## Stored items
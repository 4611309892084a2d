//! Rotation queues and their members
//!
//! A queue is the pool of people eligible for a template. Each member entry
//! carries the history the scorer reads (assignment count, last period,
//! completion record) and the member's availability for upcoming periods.
//!
//! Member entries are created lazily and only ever soft-deactivated, so the
//! fairness history survives someone leaving and rejoining.

use std::collections::{BTreeMap, BTreeSet};
use std::fmt;
use std::str::FromStr;

use chrono::{DateTime, Utc};
use serde::{Deserialize, Serialize};
use uuid::Uuid;

use crate::error::{Error, Result};
use crate::period::Period;

/// Opaque user identifier
pub type UserId = String;

/// Completion rate a member starts with before any history exists
pub const INITIAL_COMPLETION_RATE: f64 = 100.0;

// =============================================================================
// Queue
// =============================================================================

#[derive(Debug, Clone, Serialize, Deserialize)]
pub struct RotationQueue {
    pub id: Uuid,
    pub name: String,
    /// Minimum number of months between two assignments of the same member
    pub min_gap_months: u32,
    /// Scale of the random tie-breaking term, 0.0 ..= 1.0
    pub random_factor: f64,
    /// Whether open commitments lower a member's score
    pub consider_workload: bool,
    /// Whether swap and transfer requests also need an administrator
    #[serde(default)]
    pub require_admin_approval: bool,
    /// Look-back window for the pairwise conflict filter
    #[serde(default = "default_conflict_window")]
    pub conflict_window_months: u32,
    pub created_at: DateTime<Utc>,
}

fn default_conflict_window() -> u32 {
    2
}

impl RotationQueue {
    pub fn new(name: impl Into<String>) -> Self {
        Self {
            id: Uuid::new_v4(),
            name: name.into(),
            min_gap_months: 1,
            random_factor: 0.0,
            consider_workload: false,
            require_admin_approval: false,
            conflict_window_months: default_conflict_window(),
            created_at: Utc::now(),
        }
    }

    pub fn with_min_gap(mut self, months: u32) -> Self {
        self.min_gap_months = months;
        self
    }

    pub fn with_random_factor(mut self, factor: f64) -> Self {
        self.random_factor = factor;
        self
    }

    pub fn with_workload(mut self, enabled: bool) -> Self {
        self.consider_workload = enabled;
        self
    }

    pub fn with_admin_approval(mut self, required: bool) -> Self {
        self.require_admin_approval = required;
        self
    }

    pub fn with_conflict_window(mut self, months: u32) -> Self {
        self.conflict_window_months = months;
        self
    }

    pub fn validate(&self) -> Result<()> {
        if self.name.trim().is_empty() {
            return Err(Error::Validation("queue name cannot be empty".to_string()));
        }
        if !(0.0..=1.0).contains(&self.random_factor) {
            return Err(Error::Validation(format!(
                "random factor must be between 0 and 1 (got {})",
                self.random_factor
            )));
        }
        Ok(())
    }
}

// =============================================================================
// Availability
// =============================================================================

/// A member's stated preference for a period
#[derive(Debug, Clone, Copy, PartialEq, Eq, Hash, Serialize, Deserialize)]
#[serde(rename_all = "lowercase")]
pub enum Preference {
    Preferred,
    Neutral,
    Avoid,
}

impl fmt::Display for Preference {
    fn fmt(&self, f: &mut fmt::Formatter<'_>) -> fmt::Result {
        match self {
            Preference::Preferred => write!(f, "preferred"),
            Preference::Neutral => write!(f, "neutral"),
            Preference::Avoid => write!(f, "avoid"),
        }
    }
}

impl FromStr for Preference {
    type Err = Error;

    fn from_str(s: &str) -> Result<Self> {
        match s.to_lowercase().as_str() {
            "preferred" | "prefer" => Ok(Preference::Preferred),
            "neutral" => Ok(Preference::Neutral),
            "avoid" => Ok(Preference::Avoid),
            _ => Err(Error::Validation(format!(
                "Invalid preference '{}'. Expected: preferred, neutral, avoid",
                s
            ))),
        }
    }
}

/// Resolved availability of a member for one period
#[derive(Debug, Clone, Copy, PartialEq, Eq)]
pub enum AvailabilityStatus {
    Unavailable,
    Available(Preference),
}

#[derive(Debug, Clone, Default, PartialEq, Serialize, Deserialize)]
pub struct Availability {
    #[serde(default, skip_serializing_if = "BTreeSet::is_empty")]
    pub excluded_periods: BTreeSet<Period>,
    #[serde(default, skip_serializing_if = "BTreeMap::is_empty")]
    pub period_preference: BTreeMap<Period, Preference>,
}

impl Availability {
    pub fn status_for(&self, period: &Period) -> AvailabilityStatus {
        if self.excluded_periods.contains(period) {
            return AvailabilityStatus::Unavailable;
        }
        let preference = self
            .period_preference
            .get(period)
            .copied()
            .unwrap_or(Preference::Neutral);
        AvailabilityStatus::Available(preference)
    }

    pub fn exclude(&mut self, period: Period) {
        self.period_preference.remove(&period);
        self.excluded_periods.insert(period);
    }

    pub fn prefer(&mut self, period: Period, preference: Preference) {
        self.excluded_periods.remove(&period);
        if preference == Preference::Neutral {
            self.period_preference.remove(&period);
        } else {
            self.period_preference.insert(period, preference);
        }
    }

    pub fn clear(&mut self, period: &Period) {
        self.excluded_periods.remove(period);
        self.period_preference.remove(period);
    }

    pub fn is_empty(&self) -> bool {
        self.excluded_periods.is_empty() && self.period_preference.is_empty()
    }
}

// =============================================================================
// Member
// =============================================================================

#[derive(Debug, Clone, Serialize, Deserialize)]
pub struct QueueMember {
    pub queue_id: Uuid,
    pub user_id: UserId,
    pub is_active: bool,
    pub total_assignments: u32,
    #[serde(default, skip_serializing_if = "Option::is_none")]
    pub last_assigned_period: Option<Period>,
    /// Percentage 0..=100
    pub completion_rate: f64,
    #[serde(default)]
    pub completed_count: u32,
    #[serde(default)]
    pub timed_completions: u32,
    #[serde(default, skip_serializing_if = "Option::is_none")]
    pub average_completion_hours: Option<f64>,
    /// Score from the most recent ranking, for display only
    #[serde(default)]
    pub priority_score: f64,
    #[serde(default, skip_serializing_if = "Availability::is_empty")]
    pub availability: Availability,
    pub joined_at: DateTime<Utc>,
}

impl QueueMember {
    pub fn new(queue_id: Uuid, user_id: impl Into<UserId>) -> Self {
        Self {
            queue_id,
            user_id: user_id.into(),
            is_active: true,
            total_assignments: 0,
            last_assigned_period: None,
            completion_rate: INITIAL_COMPLETION_RATE,
            completed_count: 0,
            timed_completions: 0,
            average_completion_hours: None,
            priority_score: 0.0,
            availability: Availability::default(),
            joined_at: Utc::now(),
        }
    }

    /// Record that the member was picked for `period`.
    pub fn record_assignment(&mut self, period: Period) {
        self.total_assignments += 1;
        self.last_assigned_period = Some(match self.last_assigned_period {
            Some(previous) if previous > period => previous,
            _ => period,
        });
    }

    /// Undo the count of an assignment handed to someone else.
    pub fn release_assignment(&mut self) {
        self.total_assignments = self.total_assignments.saturating_sub(1);
    }

    /// Fold one completion into the running statistics in O(1).
    ///
    /// `pending` is the number of the member's assignments that are still
    /// open and not yet due; they stay out of the completion rate.
    pub fn record_completion(&mut self, duration_hours: Option<f64>, pending: u32) {
        self.completed_count += 1;
        self.refresh_completion_rate(pending);

        if let Some(hours) = duration_hours.filter(|h| h.is_finite() && *h >= 0.0) {
            self.timed_completions += 1;
            let n = f64::from(self.timed_completions);
            let average = self.average_completion_hours.unwrap_or(0.0);
            self.average_completion_hours = Some(average + (hours - average) / n);
        }
    }

    pub fn deactivate(&mut self) {
        self.is_active = false;
    }

    pub fn reactivate(&mut self) {
        self.is_active = true;
    }

    /// Completed share of resolved assignments (completed or past due).
    pub fn refresh_completion_rate(&mut self, pending: u32) {
        let resolved = self.total_assignments.saturating_sub(pending);
        if resolved == 0 {
            self.completion_rate = INITIAL_COMPLETION_RATE;
            return;
        }
        let rate = f64::from(self.completed_count) / f64::from(resolved) * 100.0;
        self.completion_rate = rate.clamp(0.0, 100.0);
    }
}

#[cfg(test)]
mod tests {
    use super::*;

    fn p(s: &str) -> Period {
        s.parse().unwrap()
    }

    #[test]
    fn availability_exclusion_wins_over_preference() {
        let mut availability = Availability::default();
        availability.prefer(p("2024-05"), Preference::Preferred);
        assert_eq!(
            availability.status_for(&p("2024-05")),
            AvailabilityStatus::Available(Preference::Preferred)
        );

        availability.exclude(p("2024-05"));
        assert_eq!(
            availability.status_for(&p("2024-05")),
            AvailabilityStatus::Unavailable
        );

        availability.clear(&p("2024-05"));
        assert_eq!(
            availability.status_for(&p("2024-05")),
            AvailabilityStatus::Available(Preference::Neutral)
        );
        assert!(availability.is_empty());
    }

    #[test]
    fn record_assignment_keeps_latest_period() {
        let mut member = QueueMember::new(Uuid::new_v4(), "u1");
        member.record_assignment(p("2024-04"));
        member.record_assignment(p("2024-02"));
        assert_eq!(member.total_assignments, 2);
        assert_eq!(member.last_assigned_period, Some(p("2024-04")));
    }

    #[test]
    fn released_assignment_is_uncounted() {
        let mut member = QueueMember::new(Uuid::new_v4(), "u1");
        member.record_assignment(p("2024-04"));
        member.release_assignment();
        member.release_assignment();
        assert_eq!(member.total_assignments, 0);
        assert_eq!(member.completion_rate, INITIAL_COMPLETION_RATE);
    }

    #[test]
    fn open_assignments_leave_the_rate_alone() {
        let mut member = QueueMember::new(Uuid::new_v4(), "u1");
        member.record_assignment(p("2024-04"));
        assert_eq!(member.completion_rate, INITIAL_COMPLETION_RATE);

        member.refresh_completion_rate(1);
        assert_eq!(member.completion_rate, INITIAL_COMPLETION_RATE);

        member.refresh_completion_rate(0);
        assert_eq!(member.completion_rate, 0.0);
    }

    #[test]
    fn completion_statistics_are_incremental() {
        let mut member = QueueMember::new(Uuid::new_v4(), "u1");
        for period in ["2024-01", "2024-02", "2024-03", "2024-04", "2024-05"] {
            member.record_assignment(p(period));
        }
        assert_eq!(member.completion_rate, INITIAL_COMPLETION_RATE);

        member.record_completion(Some(2.0), 3);
        member.record_completion(Some(4.0), 2);
        member.record_completion(None, 1);

        assert_eq!(member.completed_count, 3);
        assert_eq!(member.timed_completions, 2);
        assert!((member.completion_rate - 75.0).abs() < 1e-9);
        assert!((member.average_completion_hours.unwrap() - 3.0).abs() < 1e-9);
    }

    #[test]
    fn queue_validation() {
        assert!(RotationQueue::new("q").with_random_factor(0.5).validate().is_ok());
        assert!(RotationQueue::new("q").with_random_factor(1.5).validate().is_err());
        assert!(RotationQueue::new(" ").validate().is_err());
    }

    #[test]
    fn preference_parse() {
        assert_eq!(Preference::from_str("prefer").unwrap(), Preference::Preferred);
        assert_eq!(Preference::from_str("AVOID").unwrap(), Preference::Avoid);
        assert!(Preference::from_str("maybe").is_err());
    }
}
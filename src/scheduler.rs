//! Generation of task instances for a period
//!
//! For every active template that fires in the period, the scheduler
//! computes the execution window, asks the scorer for assignees and records
//! the instance together with the members' new assignment statistics. The
//! whole period runs in one store transaction, so concurrent generation of
//! the same (template, period) resolves to a single instance.
//!
//! A template that cannot be staffed is reported and skipped; it never
//! aborts the rest of the period.

use std::collections::BTreeMap;

use rand::rngs::StdRng;
use rand::{Rng, SeedableRng};
use serde::Serialize;
use uuid::Uuid;

use crate::error::{Error, ErrorKind, Result};
use crate::instance::{AssignmentMethod, TaskInstance};
use crate::ledger::Ledger;
use crate::notify::{dispatch, Notification, NotificationKind, Notifier};
use crate::period::Period;
use crate::queue::QueueMember;
use crate::scorer::{self, ScoringInput, Selection};
use crate::store::Store;

#[derive(Debug, Clone, Serialize)]
#[serde(tag = "outcome", rename_all = "snake_case")]
pub enum TemplateOutcome {
    Created {
        instance: TaskInstance,
        selection: Selection,
    },
    /// An instance for this (template, period) already exists
    Existing { instance_id: Uuid },
    Failed {
        error: String,
        kind: ErrorKind,
        #[serde(skip_serializing_if = "Option::is_none")]
        details: Option<serde_json::Value>,
    },
}

#[derive(Debug, Clone, Serialize)]
pub struct TemplateResult {
    pub template_id: Uuid,
    pub template_name: String,
    #[serde(flatten)]
    pub outcome: TemplateOutcome,
}

#[derive(Debug, Clone, Serialize)]
pub struct GenerationReport {
    pub period: Period,
    /// Nothing was persisted
    pub preview: bool,
    pub results: Vec<TemplateResult>,
}

impl GenerationReport {
    pub fn created(&self) -> impl Iterator<Item = &TaskInstance> {
        self.results.iter().filter_map(|r| match &r.outcome {
            TemplateOutcome::Created { instance, .. } => Some(instance),
            _ => None,
        })
    }

    pub fn existing(&self) -> impl Iterator<Item = Uuid> + '_ {
        self.results.iter().filter_map(|r| match &r.outcome {
            TemplateOutcome::Existing { instance_id } => Some(*instance_id),
            _ => None,
        })
    }

    pub fn failures(&self) -> impl Iterator<Item = &TemplateResult> {
        self.results
            .iter()
            .filter(|r| matches!(r.outcome, TemplateOutcome::Failed { .. }))
    }
}

pub struct Scheduler<'a, S: Store> {
    store: &'a S,
    notifier: &'a dyn Notifier,
    rng: StdRng,
}

impl<'a, S: Store> Scheduler<'a, S> {
    pub fn new(store: &'a S, notifier: &'a dyn Notifier) -> Self {
        Self {
            store,
            notifier,
            rng: StdRng::from_os_rng(),
        }
    }

    /// Reproducible jitter
    pub fn with_seed(mut self, seed: u64) -> Self {
        self.rng = StdRng::seed_from_u64(seed);
        self
    }

    /// Create the instances due in `period`, optionally limited to some templates.
    pub fn generate(&mut self, period: Period, templates: Option<&[Uuid]>) -> Result<GenerationReport> {
        let rng = &mut self.rng;
        let report = self
            .store
            .transact(|ledger| run(ledger, period, templates, false, rng))?;

        let created = report.created().count();
        tracing::info!(
            period = %period,
            created,
            existing = report.existing().count(),
            failed = report.failures().count(),
            "generation committed"
        );
        dispatch(self.notifier, &assignment_notifications(&report));
        Ok(report)
    }

    /// Same selection as [`generate`](Self::generate), run on a copy of the ledger.
    pub fn preview(&mut self, period: Period, templates: Option<&[Uuid]>) -> Result<GenerationReport> {
        let mut ledger = self.store.read()?;
        run(&mut ledger, period, templates, true, &mut self.rng)
    }

    /// Generate several periods in order, each in its own transaction.
    pub fn generate_batch(
        &mut self,
        periods: &[Period],
        templates: Option<&[Uuid]>,
        preview: bool,
    ) -> BTreeMap<Period, Result<GenerationReport>> {
        let mut ordered = periods.to_vec();
        ordered.sort();
        ordered.dedup();

        let mut results = BTreeMap::new();
        if preview {
            // One working copy so later periods see earlier picks.
            let mut ledger = match self.store.read() {
                Ok(ledger) => ledger,
                Err(err) => {
                    let message = err.to_string();
                    for period in ordered {
                        results.insert(period, Err(Error::State(format!("preview unavailable: {message}"))));
                    }
                    return results;
                }
            };
            for period in ordered {
                let report = run(&mut ledger, period, templates, true, &mut self.rng);
                results.insert(period, report);
            }
            return results;
        }

        for period in ordered {
            let report = self.generate(period, templates);
            if let Err(err) = &report {
                tracing::warn!(period = %period, error = %err, "generation failed for period");
            }
            results.insert(period, report);
        }
        results
    }
}

fn run<R: Rng + ?Sized>(
    ledger: &mut Ledger,
    period: Period,
    filter: Option<&[Uuid]>,
    preview: bool,
    rng: &mut R,
) -> Result<GenerationReport> {
    if let Some(ids) = filter {
        for id in ids {
            ledger.template(*id)?;
        }
    }

    let due: Vec<(Uuid, String)> = ledger
        .templates
        .iter()
        .filter(|t| filter.map_or(true, |ids| ids.contains(&t.id)))
        .filter(|t| {
            let fires = t.active && t.fires_for(&period);
            if !fires {
                tracing::debug!(template = %t.name, period = %period, active = t.active, "template not due");
            }
            fires
        })
        .map(|t| (t.id, t.name.clone()))
        .collect();

    let mut results = Vec::with_capacity(due.len());
    for (template_id, template_name) in due {
        let outcome = match generate_one(ledger, template_id, period, rng) {
            Ok(outcome) => outcome,
            Err(err) => {
                tracing::warn!(template = %template_name, period = %period, error = %err, "template skipped");
                TemplateOutcome::Failed {
                    error: err.to_string(),
                    kind: err.kind(),
                    details: err.details(),
                }
            }
        };
        results.push(TemplateResult {
            template_id,
            template_name,
            outcome,
        });
    }

    Ok(GenerationReport {
        period,
        preview,
        results,
    })
}

fn generate_one<R: Rng + ?Sized>(
    ledger: &mut Ledger,
    template_id: Uuid,
    period: Period,
    rng: &mut R,
) -> Result<TemplateOutcome> {
    if let Some(existing) = ledger.instance_for(template_id, period) {
        tracing::debug!(instance = %existing.id, period = %period, "instance already exists");
        return Ok(TemplateOutcome::Existing {
            instance_id: existing.id,
        });
    }

    let template = ledger.template(template_id)?.clone();
    let window = template.execution_window(&period)?;
    let queue = ledger.queue(template.queue_id)?.clone();
    let members: Vec<QueueMember> = ledger.members_of(queue.id).cloned().collect();
    let open_assignments = ledger.open_assignments_at(window.start);
    let recent_pairs = ledger.recent_pairs(queue.id, period, queue.conflict_window_months);

    let input = ScoringInput {
        queue: &queue,
        members: &members,
        target: period,
        open_assignments: &open_assignments,
        recent_pairs: &recent_pairs,
    };
    let selection = scorer::select(&input, template.people.default as usize, &template.name, rng)?;
    if selection.relaxed_conflicts {
        tracing::debug!(template = %template.name, period = %period, "conflict filter relaxed to fill slots");
    }

    let instance = TaskInstance::new(
        &template,
        period,
        window,
        selection.user_ids(),
        AssignmentMethod::FairRotation,
    )?;
    let instance = ledger.insert_instance(instance)?.clone();

    for score in &selection.ranking.eligible {
        if let Some(member) = ledger.member_mut(queue.id, &score.user_id) {
            member.priority_score = score.score;
        }
    }
    for user in &instance.current_assignees {
        if let Some(member) = ledger.member_mut(queue.id, user) {
            member.record_assignment(period);
        }
    }

    Ok(TemplateOutcome::Created {
        instance,
        selection,
    })
}

fn assignment_notifications(report: &GenerationReport) -> Vec<Notification> {
    report
        .created()
        .map(|instance| {
            Notification::new(
                NotificationKind::NewAssignment,
                instance.id,
                instance.current_assignees.clone(),
            )
            .with_context(serde_json::json!({
                "template": instance.template_name,
                "period": instance.period,
                "window_start": instance.window.start,
                "window_end": instance.window.end,
                "primary": instance.primary_assignee(),
            }))
        })
        .collect()
}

## DESCRIPTION OF THE TASK
Which lines above include the string "true"? Show them.

## ANSWER BOX
            is_active: true,
        self.is_active = true;
        run(&mut ledger, period, templates, true, &mut self.rng)
                let report = run(&mut ledger, period, templates, true, &mut self.rng);
        .filter(|t| filter.map_or(true, |ids| ids.contains(&t.id)))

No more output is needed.